Central diabetes insipidus (CDI) results from a number of conditions affecting the hypothalamic-neurohypophyseal system to cause vasopressin deficiency. Diagnosis of CDI is challenging, and clinical data and guidelines for management are lacking. We aim to characterize clinical and radiological characteristics of a cohort of pediatric patients with CDI.
A chart review of 35 patients with CDI followed at North Carolina Children's Hospital from 2000 to 2015 was undertaken. The frequencies of specific etiologies of CDI and characteristic magnetic resonance imaging (MRI) findings were determined. The presence of additional hormone deficiencies at diagnosis and later in the disease course was ascertained. Patient characteristics and management strategies were evaluated.

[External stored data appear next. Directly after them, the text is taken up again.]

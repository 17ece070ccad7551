//! Reader for BOXY optical imaging recordings (ISS Imagent hardware).
//!
//! A recording is either a single `.txt` file or a set of
//! `<prefix><montage>.<block>` files. Opening scans every header; sample
//! data is parsed from disk on each [`RawBoxy::read_segment`] call and
//! returned as a `[channel, sample]` array whose rows follow
//! [`RawBoxy::channel_names`].

pub mod channels;
pub mod discovery;
pub mod header;
mod reader;
pub mod segment;
pub mod types;

use std::path::Path;

pub use reader::RawBoxy;
pub use segment::{BlockReader, CachedBlockReader, DiskBlockReader, MetadataColumns};
pub use types::*;

/// Opens a BOXY recording.
///
/// `datatype` is one of `"AC"`, `"DC"` or `"Ph"`; anything else is rejected
/// before any file is touched.
///
/// # Examples
///
/// ```no_run
/// use boxy_importer::read_raw_boxy;
///
/// let raw = read_raw_boxy("path/to/Participant-1", "AC", false).unwrap();
/// println!("Sample rate: {} Hz", raw.sample_rate());
/// let data = raw.load_data().unwrap();
/// println!("{} channels x {} samples", data.nrows(), data.ncols());
/// ```
pub fn read_raw_boxy<P: AsRef<Path>>(path: P, datatype: &str, multi_file: bool) -> Result<RawBoxy> {
    let data_type: DataType = datatype.parse()?;
    RawBoxy::open(path, LoadOptions::new(data_type).multi_file(multi_file))
}
//! Writes synthetic BOXY recordings for integration tests and benchmarks.
//!
//! Every optical value encodes where it came from:
//! `(detector + 1) * 1e6 + data_type * 1e5 + source * 1e4 + sample`,
//! with `data_type` 0 = AC, 1 = DC, 2 = Ph.

#![allow(dead_code)]

use std::fs::File;
use std::io::{BufWriter, Write};
use std::path::Path;

pub const DATA_TYPES: [&str; 3] = ["AC", "DC", "Ph"];
pub const DETECTORS: [char; 26] = [
    'A', 'B', 'C', 'D', 'E', 'F', 'G', 'H', 'I', 'J', 'K', 'L', 'M', 'N', 'O', 'P', 'Q', 'R',
    'S', 'T', 'U', 'V', 'W', 'X', 'Y', 'Z',
];

#[derive(Debug, Clone)]
pub struct Fixture {
    pub detectors: usize,
    pub sources: usize,
    pub sample_rate: f64,
    pub samples: usize,
    pub parsed: bool,
    /// Sample number of the first row, so consecutive blocks continue each other
    pub first_sample: usize,
    pub legacy_rate_label: bool,
    pub write_end_marker: bool,
    /// Non-parsed only: `record` counts source cycles instead of rows
    pub record_per_cycle: bool,
}

impl Fixture {
    pub fn parsed(detectors: usize, sources: usize, samples: usize) -> Self {
        Fixture {
            detectors,
            sources,
            sample_rate: 50.0,
            samples,
            parsed: true,
            first_sample: 0,
            legacy_rate_label: false,
            write_end_marker: true,
            record_per_cycle: false,
        }
    }

    pub fn non_parsed(detectors: usize, sources: usize, samples: usize) -> Self {
        Fixture {
            parsed: false,
            ..Fixture::parsed(detectors, sources, samples)
        }
    }

    pub fn starting_at(mut self, first_sample: usize) -> Self {
        self.first_sample = first_sample;
        self
    }

    pub fn write(&self, path: &Path) {
        let mut out = BufWriter::new(File::create(path).unwrap());
        writeln!(out, "#HEADER").unwrap();
        writeln!(out, "BOXY.EXE synthetic recording").unwrap();
        writeln!(out, "{} Detector Channels", self.detectors).unwrap();
        writeln!(out, "{} External MUX Channels", self.sources).unwrap();
        writeln!(out, "0 Auxiliary Channels").unwrap();
        writeln!(out, "110.0 Waveform (CCF) Frequency (Hz)").unwrap();
        let rate_label = if self.legacy_rate_label {
            "Updata Rate (Hz)"
        } else {
            "Update Rate (Hz)"
        };
        writeln!(out, "{} {}", self.sample_rate, rate_label).unwrap();
        writeln!(out, "#DATA BEGINS").unwrap();

        let detectors = &DETECTORS[..self.detectors];
        let mut columns: Vec<String> = Vec::new();
        if !self.parsed {
            columns.push("exmux".into());
        }
        columns.extend(["time", "record", "group", "step", "mark", "flag"].map(String::from));
        columns.extend(detectors.iter().map(|d| format!("bias-{}", d)));
        for d in detectors {
            for dt in DATA_TYPES {
                if self.parsed {
                    columns.extend((1..=self.sources).map(|s| format!("{}-{}{}", d, dt, s)));
                } else {
                    columns.push(format!("{}-{}", d, dt));
                }
            }
        }
        writeln!(out, "{}", columns.join("\t")).unwrap();
        writeln!(out).unwrap();

        if self.parsed {
            for t in 0..self.samples {
                let mut row = self.meta(t, t + 1);
                for det in 0..self.detectors {
                    for dt in 0..DATA_TYPES.len() {
                        for src in 1..=self.sources {
                            row.push(value(det, dt, src, self.first_sample + t).to_string());
                        }
                    }
                }
                writeln!(out, "{}", row.join("\t")).unwrap();
            }
        } else {
            for t in 0..self.samples {
                for src in 1..=self.sources {
                    let record = if self.record_per_cycle {
                        t + 1
                    } else {
                        t * self.sources + src
                    };
                    let mut row = vec![src.to_string()];
                    row.extend(self.meta(t, record));
                    for det in 0..self.detectors {
                        for dt in 0..DATA_TYPES.len() {
                            row.push(value(det, dt, src, self.first_sample + t).to_string());
                        }
                    }
                    writeln!(out, "{}", row.join("\t")).unwrap();
                }
            }
        }

        if self.write_end_marker {
            writeln!(out, "#DATA ENDS").unwrap();
        }
        out.flush().unwrap();
    }

    fn meta(&self, t: usize, record: usize) -> Vec<String> {
        let mut row = vec![
            format!("{:.3}", t as f64 / self.sample_rate),
            record.to_string(),
            "0".into(),
            "1".into(),
            "0".into(),
            "0".into(),
        ];
        row.extend((0..self.detectors).map(|_| "7.5".to_string()));
        row
    }
}

pub fn value(detector: usize, data_type: usize, source: usize, sample: usize) -> f64 {
    (detector + 1) as f64 * 1e6 + data_type as f64 * 1e5 + source as f64 * 1e4 + sample as f64
}

/// Splits a value back into `(detector, data_type, source, sample)`.
pub fn decode(value: f64) -> (usize, usize, usize, usize) {
    let v = value as usize;
    (
        v / 1_000_000 - 1,
        (v / 100_000) % 10,
        (v / 10_000) % 10,
        v % 10_000,
    )
}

The cohort included 14 female and 21 male patients with a median age of 4.7 years (range, less than 1 month to 16 years) at diagnosis. Median duration of follow-up was 5 years (range, 2 months to 16 years). The cause of CDI was intracranial mass in 13 patients (37.2 %), septo-optic dysplasia in 9 patients (25.7 %), holoprosencephaly in 5 patients (14.2 %), Langerhans cell histiocytosis in 3 patients (8.6 %), isolated pituitary hypoplasia in 2 patients (5.7 %), and encephalocele in 1 patient (2.9 %). Patients were symptomatic for a mean of 6.3 months (range, less than 1 month to 36 months) prior to diagnosis of CDI. Growth hormone (GH), thyrotropin (TSH), adrenocorticotropic hormone (ACTH), and gonadotropin deficiencies were present at diagnosis in 34, 23, 23, and 6 % of patients, respectively. GH, TSH, ACTH, and gonadotropin deficiencies were diagnosed during follow-up in 23, 40, 37, and 14 % of patients, respectively. In patients with structural CNS abnormalities, development of additional hormone deficiencies occurred anywhere from 2 months to 13 years after the time of initial presentation.
All patients in our cohort had an underlying organic etiology for CDI, with intracranial masses and CNS malformations being most common. Therefore, MRI of the brain is indicated in all pediatric patients with CDI. Other pituitary hormone deficiencies should be investigated at diagnosis as well as during follow-up.